# Live streaming from Bayerische Staatsoper



## sospiro (Apr 3, 2010)

Bayerische Staatsoper is presenting its second season of selected performances as live streams free of charge online. Starting with Wozzeck at 19:00 CET.

Clicky


----------



## deggial (Jan 20, 2013)

I was just thinking we should start a thread where people specifically post about upcoming live streams


----------



## sospiro (Apr 3, 2010)

deggial said:


> I was just thinking we should start a thread where people specifically post about upcoming live streams


There is a general one but I couldn't find it. Sorry mods for creating a new one.


----------



## manuelnobre (Aug 2, 2013)

and this one is working just fine!
not like that damn fanciulla from wien


----------



## sospiro (Apr 3, 2010)

manuelnobre said:


> and this one is working just fine!
> not like that damn fanciulla from wien


Yes but you gave us the link so we could _hear_ it & as far as I know JK hasn't sung this role before & it was an absolute treat to hear him.

Live opera is live opera


----------



## mamascarlatti (Sep 23, 2009)

sospiro said:


> Yes but you gave us the link so we could _hear_ it & as far as I know JK hasn't sung this role before & it was an absolute treat to hear him.
> 
> Live opera is live opera


And you can hear it again....for a few more days: clicky

and an extract:


----------



## mountmccabe (May 1, 2013)

sospiro said:


> Bayerische Staatsoper is presenting its second season of selected performances as live streams free of charge online. Starting with Wozzeck at 19:00 CET.
> 
> Clicky


That Wozzeck was fantastic. I knew the piece from recordings but had never seen it. The production was harrowing and powerful. The recording I have mostly recently been listening to also included Angela Denoke as Marie and she was even more compelling on the live stream.


----------



## deggial (Jan 20, 2013)

A reminder for *La Clemenza di Tito* fans, Bayerische is live streaming their new production *this Saturday*, 15 Feb at 7pm Central European Time (aka, 8pm GMT)


----------



## sospiro (Apr 3, 2010)

deggial said:


> A reminder for *La Clemenza di Tito* fans, Bayerische is live streaming their new production *this Saturday*, 15 Feb at 7pm Central European Time (aka, 8pm GMT)


Thanks deggial.

(CET is 1 hour ahead of GMT so it will be 18:00 GMT  )


----------



## expat (Mar 17, 2013)

I think it should be a new thread for each new stream. If not they become impossible to search after a while


----------



## mamascarlatti (Sep 23, 2009)

expat said:


> I think it should be a new thread for each new stream. If not they become impossible to search after a while


Well, they are just a one-off from this venue, so that probably doesn't matter.


----------



## deggial (Jan 20, 2013)

sospiro said:


> Thanks deggial.
> 
> (CET is 1 hour ahead of GMT so it will be 18:00 GMT  )

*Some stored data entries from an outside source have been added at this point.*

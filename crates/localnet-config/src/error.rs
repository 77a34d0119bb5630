use thiserror::Error;

#[derive(Error, Debug)]
pub enum ConfigError {
    #[error("IO error: {0}")]
    Io(#[from] std::io::Error),

    #[error("JSON parsing error: {0}")]
    Json(#[from] serde_json::Error),

    #[error("TOML parsing error: {0}")]
    Toml(#[from] toml::de::Error),

    #[error("TOML serialization error: {0}")]
    TomlSerialize(#[from] toml::ser::Error),

    #[error("Invalid format: {0}")]
    InvalidFormat(String),

    #[error("Invalid subnet '{input}': {reason}")]
    InvalidSubnet { input: String, reason: String },

    #[error("Invalid failure policy: {0}")]
    InvalidPolicy(String),

    #[error("Environment error: {0}")]
    EnvironmentError(String),

    #[error("File not found: {0}")]
    FileNotFound(String),

    #[error("Validation failed: {0}")]
    ValidationFailed(String),
}

pub type ConfigResult<T> = Result<T, ConfigError>;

ha, good thing someone can tell time  cheers!


----------



## deggial (Jan 20, 2013)

expat said:


> I think it should be a new thread for each new stream. If not they become impossible to search after a while


what I did was feed livestreaming + talk classical into google and the thread showed up. Otherwise the search engine here is hopeless. But since sospiro helpfully put up the thread as soon as the livestream schedule was announced I made note of the dates of interest in my opera season spreadsheet


----------



## mountmccabe (May 1, 2013)

I've got my tea and biscuits, it is raining outside and Lucia is starting! Happy Sunday morning!


----------



## Rose (Feb 9, 2015)

Diana Damrau's mad scene (Lucia) was incredible. I did find her waving a gun throughout a bit distracting, but her voice, accompanied by a glass harp, was fantastic. The entire cast was outstanding.


----------



## sospiro (Apr 3, 2010)

Rose said:


> Diana Damrau's mad scene (Lucia) was incredible. I did find her waving a gun throughout a bit distracting, but her voice, accompanied by a glass harp, was fantastic. The entire cast was outstanding.


It was great wasn't it! And welcome to the forum Rose!


----------



## mountmccabe (May 1, 2013)

We are about 20 minutes into Lulu with Marlis Petersen. Kirill Petrenko is conducting Tcherniakov's production. There is a lot going on.


----------